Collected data
==========

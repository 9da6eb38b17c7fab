use derive_more::Display;
use serde::{Deserialize, Serialize};
use thiserror::Error as ThisError;

///
/// Separator
///
/// How a repeated path parameter's raw value is split before per-element
/// conversion. Process-wide, not per-parameter.
///

#[derive(Clone, Copy, Debug, Default, Deserialize, Display, Eq, PartialEq, Serialize)]
pub enum Separator {
    #[default]
    #[display("csv")]
    Csv,
    #[display("pipes")]
    Pipes,
    #[display("ssv")]
    Ssv,
    #[display("tsv")]
    Tsv,
}

impl Separator {
    #[must_use]
    pub const fn as_char(self) -> char {
        match self {
            Self::Csv => ',',
            Self::Pipes => '|',
            Self::Ssv => ' ',
            Self::Tsv => '\t',
        }
    }
}

#[derive(Debug, ThisError)]
#[error("unsupported repeated path parameter separator '{0}'")]
pub struct UnsupportedSeparator(pub String);

impl std::str::FromStr for Separator {
    type Err = UnsupportedSeparator;

    fn from_str(s: &str) -> Result<Self, Self::Err> {
        match s {
            "csv" => Ok(Self::Csv),
            "pipes" => Ok(Self::Pipes),
            "ssv" => Ok(Self::Ssv),
            "tsv" => Ok(Self::Tsv),
            other => Err(UnsupportedSeparator(other.to_string())),
        }
    }
}

///
/// GenConfig
///
/// All generation flags, threaded explicitly into every component so the
/// same engine can serve multiple configurations at once.
///

#[derive(Clone, Debug, Deserialize, Serialize)]
pub struct GenConfig {
    /// Derive the RPC cancellation scope from the inbound HTTP request's
    /// own signal rather than the caller-supplied context.
    pub use_request_context: bool,
    /// Suffix of generated `register_*` procedures.
    pub register_func_suffix: String,
    /// Enable PATCH field-mask synthesis.
    pub allow_patch_feature: bool,
    /// Permit colons in the final path segment; inverted into the emitted
    /// pattern's assume-colon-verb option.
    pub allow_colon_final_segments: bool,
    pub repeated_path_param_separator: Separator,
    /// Permit repeated fields as body sub-fields.
    pub allow_repeated_fields_in_body: bool,
    /// Unless set, DELETE bindings may not carry a body.
    pub allow_delete_body: bool,
}

impl Default for GenConfig {
    fn default() -> Self {
        Self {
            use_request_context: true,
            register_func_suffix: "Handler".to_string(),
            allow_patch_feature: true,
            allow_colon_final_segments: false,
            repeated_path_param_separator: Separator::Csv,
            allow_repeated_fields_in_body: false,
            allow_delete_body: false,
        }
    }
}

impl GenConfig {
    /// The pattern option emitted into generated route tables.
    #[must_use]
    pub const fn assume_colon_verb(&self) -> bool {
        !self.allow_colon_final_segments
    }
}

#[cfg(test)]
mod tests {
    use super::*;

    #[test]
    fn separator_parse_and_char() {
        assert_eq!("csv".parse::<Separator>().unwrap().as_char(), ',');
        assert_eq!("pipes".parse::<Separator>().unwrap().as_char(), '|');
        assert_eq!("ssv".parse::<Separator>().unwrap().as_char(), ' ');
        assert_eq!("tsv".parse::<Separator>().unwrap().as_char(), '\t');
    }

    #[test]
    fn unsupported_separator_is_fatal() {
        let err = "semicolons".parse::<Separator>().unwrap_err();
        assert!(err.to_string().contains("semicolons"));
    }

    #[test]
    fn defaults_match_flag_defaults() {
        let config = GenConfig::default();
        assert!(config.use_request_context);
        assert_eq!(config.register_func_suffix, "Handler");
        assert!(config.allow_patch_feature);
        assert!(config.assume_colon_verb());
        assert_eq!(config.repeated_path_param_separator, Separator::Csv);
    }
}
//! Model validation, staged: per-node identifier checks first, then
//! file-wide invariants that need the registry.

use crate::{
    MAX_IDENT_LEN, err,
    error::ErrorTree,
    node::{Body, File, Method},
    registry::Registry,
};
use std::collections::BTreeSet;

/// Run full validation for one target file in a deterministic order.
pub fn validate_file(file: &File, registry: &Registry) -> Result<(), ErrorTree> {
    let mut errs = ErrorTree::new();

    validate_nodes(file, &mut errs);
    validate_global(file, registry, &mut errs);

    errs.result()
}

/// Ensure an identifier is non-empty, ASCII, and within the maximum length.
pub(crate) fn validate_ident(ident: &str) -> Result<(), String> {
    if ident.is_empty() {
        return Err("ident is empty".to_string());
    }
    if ident.len() > MAX_IDENT_LEN {
        return Err(format!(
            "ident '{ident}' exceeds max length {MAX_IDENT_LEN}"
        ));
    }
    if !ident.is_ascii() {
        return Err(format!("ident '{ident}' must be ASCII"));
    }

    Ok(())
}

// Structural, node-local checks.
fn validate_nodes(file: &File, errs: &mut ErrorTree) {
    for svc in &file.services {
        if let Err(e) = validate_ident(&svc.name) {
            errs.add_at(&svc.name, e);
        }
        for meth in &svc.methods {
            let route = format!("{}.{}", svc.name, meth.name);
            if let Err(e) = validate_ident(&meth.name) {
                errs.add_at(&route, e);
            }
            validate_binding_indexes(meth, &route, errs);
        }
    }
}

// Binding indexes must equal the binding's position: generated symbol names
// derive from them, so a gap or repeat silently renames emitted code.
fn validate_binding_indexes(meth: &Method, route: &str, errs: &mut ErrorTree) {
    for (pos, binding) in meth.bindings.iter().enumerate() {
        if binding.index != pos {
            err!(
                errs,
                "{route}: binding at position {pos} carries index {}",
                binding.index
            );
        }
    }
}

// File-wide invariants that need the full registry view.
fn validate_global(file: &File, registry: &Registry, errs: &mut ErrorTree) {
    let mut service_names = BTreeSet::new();
    for svc in &file.services {
        if !service_names.insert(svc.name.clone()) {
            err!(errs, "duplicate service name '{}'", svc.name);
        }

        let mut method_names = BTreeSet::new();
        for meth in &svc.methods {
            if !method_names.insert(meth.name.clone()) {
                err!(errs, "duplicate method name '{}.{}'", svc.name, meth.name);
            }
            validate_bindings(meth, registry, &svc.name, errs);
        }
    }
}

// Every body path, response-body path, and path parameter must resolve
// against its message's field tree.
fn validate_bindings(meth: &Method, registry: &Registry, svc_name: &str, errs: &mut ErrorTree) {
    let meth_name = meth.name.as_str();
    let request = match registry.lookup_message(&meth.request_type) {
        Ok(msg) => msg,
        Err(e) => {
            errs.add_at(format!("{svc_name}.{meth_name}"), e);
            return;
        }
    };
    let response = match registry.lookup_message(&meth.response_type) {
        Ok(msg) => msg,
        Err(e) => {
            errs.add_at(format!("{svc_name}.{meth_name}"), e);
            return;
        }
    };

    for binding in &meth.bindings {
        let route = format!("{svc_name}.{meth_name}[{}]", binding.index);

        if let Some(Body::Field(path)) = &binding.body {
            if let Err(e) = registry.resolve_field_path(request, &path.to_string()) {
                errs.add_at(&route, e);
            }
        }
        if let Some(path) = &binding.response_body {
            if let Err(e) = registry.resolve_field_path(response, &path.to_string()) {
                errs.add_at(&route, e);
            }
        }
        for param in &binding.path_params {
            if let Err(e) = registry.resolve_field_path(request, &param.name()) {
                errs.add_at(&route, e);
            }
        }
    }
}

#[cfg(test)]
mod tests {
    use super::*;
    use crate::{
        node::{Binding, Field, Message, Method, Parameter, Service},
        path::{FieldPath, PathTemplate},
        types::{FieldKind, HttpVerb, ScalarKind},
    };

    fn request_message() -> Message {
        Message {
            name: "GetItemRequest".to_string(),
            fields: vec![Field {
                name: "id".to_string(),
                kind: FieldKind::Scalar(ScalarKind::String),
                repeated: false,
            }],
        }
    }

    fn response_message() -> Message {
        Message {
            name: "GetItemResponse".to_string(),
            fields: vec![],
        }
    }

    fn binding(index: usize, params: Vec<Parameter>) -> Binding {
        Binding {
            index,
            verb: HttpVerb::Get,
            path: PathTemplate::default(),
            body: None,
            response_body: None,
            path_params: params,
        }
    }

    fn model(bindings: Vec<Binding>) -> (File, Registry) {
        let file = File {
            name: "items.proto".to_string(),
            package: "items".to_string(),
            messages: vec![request_message(), response_message()],
            services: vec![Service {
                name: "Items".to_string(),
                additional_imports: vec![],
                methods: vec![Method {
                    name: "GetItem".to_string(),
                    request_type: ".items.GetItemRequest".to_string(),
                    response_type: ".items.GetItemResponse".to_string(),
                    client_streaming: false,
                    server_streaming: false,
                    bindings,
                    comment: None,
                }],
            }],
        };
        let mut reg = Registry::new();
        reg.load_file(&file);

        (file, reg)
    }

    fn param(path: &str) -> Parameter {
        Parameter {
            field_path: FieldPath::parse(path),
            target: Field {
                name: path.to_string(),
                kind: FieldKind::Scalar(ScalarKind::String),
                repeated: false,
            },
        }
    }

    #[test]
    fn valid_model_passes() {
        let (file, reg) = model(vec![binding(0, vec![param("id")])]);
        assert!(validate_file(&file, &reg).is_ok());
    }

    #[test]
    fn unresolved_path_param_fails() {
        let (file, reg) = model(vec![binding(0, vec![param("nope")])]);
        let errs = validate_file(&file, &reg).unwrap_err();
        assert!(errs.to_string().contains("nope"));
    }

    #[test]
    fn out_of_position_binding_index_fails() {
        let (file, reg) = model(vec![binding(1, vec![])]);
        let errs = validate_file(&file, &reg).unwrap_err();
        assert!(errs.to_string().contains("carries index 1"));
    }

    #[test]
    fn rejects_non_ascii_ident() {
        assert!(validate_ident("héllo").is_err());
        assert!(validate_ident("").is_err());
        assert!(validate_ident("GetItem").is_ok());
    }
}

==========

INSTRUCTIONS FOR THE TASK
Within the entries above, find every line where the string "return" occurs, and copy it.

SOLUTION FOR THIS EXERCISE
        return Err("ident is empty".to_string());
        return Err(format!(
        return Err(format!("ident '{ident}' must be ASCII"));
            return;
            return;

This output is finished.